Membrane electrical properties of the clonal anterior pituitary cell (GH3), were studied using intracellular recording techniques. The resting potential in the GH3 cell was -48.0 +/- 1.1 mV (mean +/- S.E., n=39) in normal saline. The input resistance estimated from the linear portion of the current-voltage relationship was 453 +/- 30 Momega (n=21). The maximum rate of rise of the action potential was 7.0 +/- 1.1 V/sec (n=12) at room temperature (23-25 degrees C). The action potential had both Na and Ca components. The Ca component was abolished by addition of 4 mM Co2+. Sr2+ could substitute for Ca2+ in supporting spike initiation. As the concentration of Sr2+ was increased, the maximum rate of rise of the action potential increased.

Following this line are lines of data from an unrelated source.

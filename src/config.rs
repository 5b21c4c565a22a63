//! Application configuration.
//!
//! Configuration is loaded from a TOML file at:
//! 1. `$PST_HARVEST_CONFIG` (environment variable)
//! 2. `~/.config/pst-harvest/config.toml` (Linux)
//!    `~/Library/Application Support/pst-harvest/config.toml` (macOS)
//!    `%APPDATA%\pst-harvest\config.toml` (Windows)
//! 3. Built-in defaults

use std::path::{Path, PathBuf};

use serde::{Deserialize, Serialize};

/// Top-level configuration.
#[derive(Debug, Clone, Default, Serialize, Deserialize)]
#[serde(default)]
pub struct Config {
    /// General behavior settings.
    pub general: GeneralConfig,
    /// Output locations.
    pub storage: StorageConfig,
    /// Extraction tuning.
    pub extraction: ExtractionConfig,
}

/// General behavior settings.
#[derive(Debug, Clone, Serialize, Deserialize)]
#[serde(default)]
pub struct GeneralConfig {
    /// Log level: "error", "warn", "info", "debug", "trace".
    pub log_level: String,
    /// Directory for the daily-rotated log files.
    pub log_dir: Option<PathBuf>,
}

/// Output locations.
#[derive(Debug, Clone, Serialize, Deserialize)]
#[serde(default)]
pub struct StorageConfig {
    /// Directory holding one SQLite database per archive.
    pub db_dir: PathBuf,
    /// Base directory for extracted attachments.
    pub attachment_dir: PathBuf,
}

/// Extraction tuning.
#[derive(Debug, Clone, Serialize, Deserialize)]
#[serde(default)]
pub struct ExtractionConfig {
    /// Records per storage transaction (default: 1).
    pub batch_size: usize,
    /// Offset from UTC, in minutes, for `local_time` and attachment folders
    /// (default: 540 = UTC+9).
    pub utc_offset_minutes: i32,
    /// Folder names treated as sent mail in addition to the built-in ones.
    pub extra_sent_folders: Vec<String>,
    /// Domain for directory-style sender identifiers that carry none.
    pub fallback_domain: Option<String>,
}

// ── Default implementations ─────────────────────────────────────

impl Default for GeneralConfig {
    fn default() -> Self {
        Self {
            log_level: "warn".to_string(),
            log_dir: None,
        }
    }
}

impl Default for StorageConfig {
    fn default() -> Self {
        Self {
            db_dir: PathBuf::from("output"),
            attachment_dir: PathBuf::from("output").join("attachments"),
        }
    }
}

impl Default for ExtractionConfig {
    fn default() -> Self {
        Self {
            batch_size: 1,
            utc_offset_minutes: 9 * 60,
            extra_sent_folders: Vec::new(),
            fallback_domain: None,
        }
    }
}

// ── Load ────────────────────────────────────────────────────────

/// Load configuration, searching standard locations.
///
/// Returns the default configuration if no file is found or on parse error.
pub fn load_config() -> Config {
    if let Some(path) = config_file_path() {
        if path.exists() {
            match std::fs::read_to_string(&path) {
                Ok(contents) => match toml::from_str::<Config>(&contents) {
                    Ok(cfg) => {
                        tracing::info!(path = %path.display(), "Loaded config");
                        return cfg;
                    }
                    Err(e) => {
                        tracing::warn!(
                            path = %path.display(),
                            error = %e,
                            "Failed to parse config, using defaults"
                        );
                    }
                },
                Err(e) => {
                    tracing::warn!(
                        path = %path.display(),
                        error = %e,
                        "Failed to read config file, using defaults"
                    );
                }
            }
        }
    }
    Config::default()
}

/// Determine the config file path (checking env var first, then standard dirs).
pub fn config_file_path() -> Option<PathBuf> {
    if let Ok(env_path) = std::env::var("PST_HARVEST_CONFIG") {
        return Some(PathBuf::from(env_path));
    }

    dirs::config_dir().map(|d| d.join("pst-harvest").join("config.toml"))
}

/// Return the log directory.
pub fn log_dir(config: &Config) -> PathBuf {
    if let Some(ref dir) = config.general.log_dir {
        return dir.clone();
    }
    dirs::cache_dir()
        .unwrap_or_else(|| PathBuf::from("."))
        .join("pst-harvest")
        .join("logs")
}

/// Database file for an archive: `<db_dir>/<archive stem>.db`.
pub fn database_path(config: &Config, archive_path: &Path) -> PathBuf {
    let stem = archive_path
        .file_stem()
        .map(|s| s.to_string_lossy().into_owned())
        .filter(|s| !s.is_empty())
        .unwrap_or_else(|| "archive".to_string());
    config.storage.db_dir.join(format!("{stem}.db"))
}

#[cfg(test)]
mod tests {
    use super::*;

    #[test]
    fn test_default_config() {
        let cfg = Config::default();
        assert_eq!(cfg.general.log_level, "warn");
        assert_eq!(cfg.extraction.batch_size, 1);
        assert_eq!(cfg.extraction.utc_offset_minutes, 540);
        assert!(cfg.extraction.extra_sent_folders.is_empty());
    }

    #[test]
    fn test_serialize_deserialize_roundtrip() {
        let cfg = Config::default();
        let toml_str = toml::to_string_pretty(&cfg).expect("serialize");
        let parsed: Config = toml::from_str(&toml_str).expect("deserialize");
        assert_eq!(parsed.storage.db_dir, cfg.storage.db_dir);
        assert_eq!(
            parsed.extraction.utc_offset_minutes,
            cfg.extraction.utc_offset_minutes
        );
    }

    #[test]
    fn test_partial_config_uses_defaults() {
        let partial = r#"
[storage]
db_dir = "/var/lib/harvest"

[extraction]
extra_sent_folders = ["Gesendet"]
fallback_domain = "corp.example"
"#;
        let cfg: Config = toml::from_str(partial).expect("parse partial");
        assert_eq!(cfg.storage.db_dir, PathBuf::from("/var/lib/harvest"));
        assert_eq!(cfg.extraction.extra_sent_folders, vec!["Gesendet"]);
        assert_eq!(cfg.extraction.fallback_domain.as_deref(), Some("corp.example"));
        // Other fields use defaults
        assert_eq!(cfg.extraction.batch_size, 1);
        assert_eq!(cfg.storage.attachment_dir, PathBuf::from("output").join("attachments"));
    }

    #[test]
    fn test_database_path_uses_archive_stem() {
        let mut cfg = Config::default();
        cfg.storage.db_dir = PathBuf::from("/data");
        assert_eq!(
            database_path(&cfg, Path::new("/mail/backup.2023.json")),
            PathBuf::from("/data/backup.2023.db")
        );
    }
}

After replacement of Ca2+ with isomolar Ba2+ the membrane potential shifted to -6.1 +/- 1.1 mV (n=11). In the Ba solution, prolonged action potentials were evoked by a depolarizing current pulse after maintaining the membrane potential more negative than -50 mV. The release of both prolactin and growth hormone was enhanced by increasing the external K+ concentration to 50 mM in the presence of Ca2+. Sr2+ could substitute for Ca2+. Ba2+ enhanced the release of both hormones, even if the K+ concentration was unaltered. The facilitatory effects of high K+ and Ba2+ were markedly suppressed by addition of 2-4 mM Co2+. These results may suggest that the potential-dependent increase in the membrane permeability to Ca2+, responsible for initiation of the Ca spike, plays a significant role in stimulation of hormone secretion in GH3 cells.